* _Try it_: Write each entry out again exactly, with nothing omitted.

* _Entries shown_:
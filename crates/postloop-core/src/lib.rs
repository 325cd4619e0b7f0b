//! `postloop-core` — types, configuration and errors shared by every postloop crate.

pub mod config;
pub mod error;
pub mod types;

pub use config::PostloopConfig;
pub use error::{CoreError, Result};
pub use types::{ContentItem, MediaAsset, ProviderKind, UserId};
//! `postloop-scheduler` — recurring content scheduling with SQLite persistence.
//!
//! # Overview
//!
//! A [`Schedule`] pairs a recurrence rule with a pool of the user's posts.
//! Each invocation of [`SchedulerEngine::run_once`] runs three phases:
//!
//! | Phase    | Component                          | Effect                                            |
//! |----------|------------------------------------|---------------------------------------------------|
//! | generate | [`generator::EntryGenerator`]      | due schedule → one PENDING entry, `next_run` advanced |
//! | dispatch | [`dispatch::DispatchWorker`]       | PENDING entries in the lookahead window → providers |
//! | retry    | [`retry::RetryManager`]            | recently FAILED entries → providers again         |
//!
//! Posts never repeat within a cycle. Once every post of the pool has been
//! published the schedule either starts a new cycle (`auto_reset`) or skips
//! its occurrences until reset by hand.

pub mod content;
pub mod db;
pub mod dispatch;
pub mod engine;
pub mod error;
pub mod gate;
pub mod generator;
pub mod lock;
pub mod pool;
pub mod recurrence;
pub mod retry;
pub mod stats;
pub mod store;
pub mod strategy;
pub mod types;

pub use content::ContentStore;
pub use engine::{EngineBuilder, EngineSettings, SchedulerEngine};
pub use error::{Result, SchedulerError};
pub use gate::{IntervalGate, NoGate, RateGate};
pub use lock::{LocalLock, LockGuard, ScheduleLock};
pub use pool::{ContentPool, CycleTracker, EntryHistory, HistoryRecord};
pub use recurrence::{compute_next_run, Recurrence};
pub use store::Store;
pub use strategy::StrategySelector;
pub use types::{
    DispatchEntry, EntryStatus, NewSchedule, RunReport, Schedule, ScheduleStats, Scope, Strategy,
};
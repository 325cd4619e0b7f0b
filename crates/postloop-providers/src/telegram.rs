//! Telegram Bot API adapter: posts into a channel or chat the bot can write to.
//!
//! Credentials: `bot_token`, `chat_id`.

use std::time::Duration;

use async_trait::async_trait;
use postloop_core::{config::TelegramConfig, ContentItem, ProviderKind};
use serde::Deserialize;
use serde_json::{json, Value};
use tracing::debug;

use crate::{
    error::ProviderError,
    http::{build_client, check_status},
    provider::Provider,
    types::{Credentials, Receipt},
};

/// Telegram rejects photo captions above this length.
const CAPTION_MAX: usize = 1024;

pub struct TelegramProvider {
    client: reqwest::Client,
    api_base: String,
}

impl TelegramProvider {
    pub fn new(config: &TelegramConfig, timeout: Duration) -> Self {
        Self {
            client: build_client(timeout),
            api_base: config.api_base.trim_end_matches('/').to_string(),
        }
    }
}

#[derive(Debug, Deserialize)]
struct ApiResponse {
    ok: bool,
    #[serde(default)]
    description: Option<String>,
    #[serde(default)]
    result: Option<ApiMessage>,
}

#[derive(Debug, Deserialize)]
struct ApiMessage {
    message_id: i64,
}

/// Choose the Bot API method and JSON body for `item`.
fn build_request(item: &ContentItem, chat_id: &str) -> Result<(&'static str, Value), ProviderError> {
    let text = item.text_for(ProviderKind::Telegram);

    if let Some(asset) = item.primary_asset() {
        let is_video = asset
            .mime_type
            .as_deref()
            .is_some_and(|m| m.starts_with("video/"));
        let (method, field) = if is_video {
            ("sendVideo", "video")
        } else {
            ("sendPhoto", "photo")
        };
        let mut body = json!({ "chat_id": chat_id });
        body[field] = Value::String(asset.url.clone());
        if let Some(text) = text {
            body["caption"] = Value::String(text.chars().take(CAPTION_MAX).collect());
        }
        return Ok((method, body));
    }

    match text {
        Some(text) => Ok(("sendMessage", json!({ "chat_id": chat_id, "text": text }))),
        None => Err(ProviderError::NothingToPublish(format!(
            "post {} has no deliverable asset or text",
            item.id
        ))),
    }
}

#[async_trait]
impl Provider for TelegramProvider {
    fn kind(&self) -> ProviderKind {
        ProviderKind::Telegram
    }

    async fn publish(
        &self,
        item: &ContentItem,
        credentials: &Credentials,
    ) -> Result<Receipt, ProviderError> {
        let token = credentials.require("bot_token")?;
        let chat_id = credentials.require("chat_id")?;
        let (method, body) = build_request(item, chat_id)?;
        let url = format!("{}/bot{}/{}", self.api_base, token, method);

        debug!(post_id = %item.id, method, "publishing to Telegram");

        let resp = self.client.post(&url).json(&body).send().await?;
        let resp = check_status(resp, "telegram").await?;
        let api: ApiResponse = resp
            .json()
            .await
            .map_err(ProviderError::decode)?;

        if !api.ok {
            return Err(ProviderError::Rejected {
                status: 200,
                message: api.description.unwrap_or_else(|| "ok=false".to_string()),
            });
        }

        let mut receipt = Receipt::new(ProviderKind::Telegram);
        receipt.remote_id = api.result.map(|m| m.message_id.to_string());
        Ok(receipt)
    }
}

* _Result of the task_:
filename crates/postloop-core/src/lib.rs
repository 325cd4619e0b7f0b
//! `postloop-core` — types, configuration and errors shared by every postloop crate.

pub mod config;
pub mod error;
pub mod types;

pub use config::PostloopConfig;
pub use error::{CoreError, Result};
pub use types::{ContentItem, MediaAsset, ProviderKind, UserId};
//! `postloop-scheduler` — recurring content scheduling with SQLite persistence.
//!
//! # Overview
//!
//! A [`Schedule`] pairs a recurrence rule with a pool of the user's posts.
//! Each invocation of [`SchedulerEngine::run_once`] runs three phases:
//!
//! | Phase    | Component                          | Effect                                            |
//! |----------|------------------------------------|---------------------------------------------------|
//! | generate | [`generator::EntryGenerator`]      | due schedule → one PENDING entry, `next_run` advanced |
//! | dispatch | [`dispatch::DispatchWorker`]       | PENDING entries in the lookahead window → providers |
//! | retry    | [`retry::RetryManager`]            | recently FAILED entries → providers again         |
//!
//! Posts never repeat within a cycle. Once every post of the pool has been
//! published the schedule either starts a new cycle (`auto_reset`) or skips
//! its occurrences until reset by hand.

pub mod content;
pub mod db;
pub mod dispatch;
pub mod engine;
pub mod error;
pub mod gate;
pub mod generator;
pub mod lock;
pub mod pool;
pub mod recurrence;
pub mod retry;
pub mod stats;
pub mod store;
pub mod strategy;
pub mod types;

pub use content::ContentStore;
pub use engine::{EngineBuilder, EngineSettings, SchedulerEngine};
pub use error::{Result, SchedulerError};
pub use gate::{IntervalGate, NoGate, RateGate};
pub use lock::{LocalLock, LockGuard, ScheduleLock};
pub use pool::{ContentPool, CycleTracker, EntryHistory, HistoryRecord};
pub use recurrence::{compute_next_run, Recurrence};
pub use store::Store;
pub use strategy::StrategySelector;
pub use types::{
    DispatchEntry, EntryStatus, NewSchedule, RunReport, Schedule, ScheduleStats, Scope, Strategy,
};
repository 325cd4619e0b7f0b
filename crates/postloop-providers/src/telegram.rs
//! Telegram Bot API adapter: posts into a channel or chat the bot can write to.
//!
//! Credentials: `bot_token`, `chat_id`.

use std::time::Duration;

use async_trait::async_trait;
use postloop_core::{config::TelegramConfig, ContentItem, ProviderKind};
use serde::Deserialize;
use serde_json::{json, Value};
use tracing::debug;

use crate::{
    error::ProviderError,
    http::{build_client, check_status},
    provider::Provider,
    types::{Credentials, Receipt},
};

/// Telegram rejects photo captions above this length.
const CAPTION_MAX: usize = 1024;

pub struct TelegramProvider {
    client: reqwest::Client,
    api_base: String,
}

impl TelegramProvider {
    pub fn new(config: &TelegramConfig, timeout: Duration) -> Self {
        Self {
            client: build_client(timeout),
            api_base: config.api_base.trim_end_matches('/').to_string(),
        }
    }
}

#[derive(Debug, Deserialize)]
struct ApiResponse {
    ok: bool,
    #[serde(default)]
    description: Option<String>,
    #[serde(default)]
    result: Option<ApiMessage>,
}

#[derive(Debug, Deserialize)]
struct ApiMessage {
    message_id: i64,
}

/// Choose the Bot API method and JSON body for `item`.
fn build_request(item: &ContentItem, chat_id: &str) -> Result<(&'static str, Value), ProviderError> {
    let text = item.text_for(ProviderKind::Telegram);

    if let Some(asset) = item.primary_asset() {
        let is_video = asset
            .mime_type
            .as_deref()
            .is_some_and(|m| m.starts_with("video/"));
        let (method, field) = if is_video {
            ("sendVideo", "video")
        } else {
            ("sendPhoto", "photo")
        };
        let mut body = json!({ "chat_id": chat_id });
        body[field] = Value::String(asset.url.clone());
        if let Some(text) = text {
            body["caption"] = Value::String(text.chars().take(CAPTION_MAX).collect());
        }
        return Ok((method, body));
    }

    match text {
        Some(text) => Ok(("sendMessage", json!({ "chat_id": chat_id, "text": text }))),
        None => Err(ProviderError::NothingToPublish(format!(
            "post {} has no deliverable asset or text",
            item.id
        ))),
    }
}

#[async_trait]
impl Provider for TelegramProvider {
    fn kind(&self) -> ProviderKind {
        ProviderKind::Telegram
    }

    async fn publish(
        &self,
        item: &ContentItem,
        credentials: &Credentials,
    ) -> Result<Receipt, ProviderError> {
        let token = credentials.require("bot_token")?;
        let chat_id = credentials.require("chat_id")?;
        let (method, body) = build_request(item, chat_id)?;
        let url = format!("{}/bot{}/{}", self.api_base, token, method);

        debug!(post_id = %item.id, method, "publishing to Telegram");

        let resp = self.client.post(&url).json(&body).send().await?;
        let resp = check_status(resp, "telegram").await?;
        let api: ApiResponse = resp
            .json()
            .await
            .map_err(ProviderError::decode)?;

        if !api.ok {
            return Err(ProviderError::Rejected {
                status: 200,
                message: api.description.unwrap_or_else(|| "ok=false".to_string()),
            });
        }

        let mut receipt = Receipt::new(ProviderKind::Telegram);
        receipt.remote_id = api.result.map(|m| m.message_id.to_string());
        Ok(receipt)
    }
}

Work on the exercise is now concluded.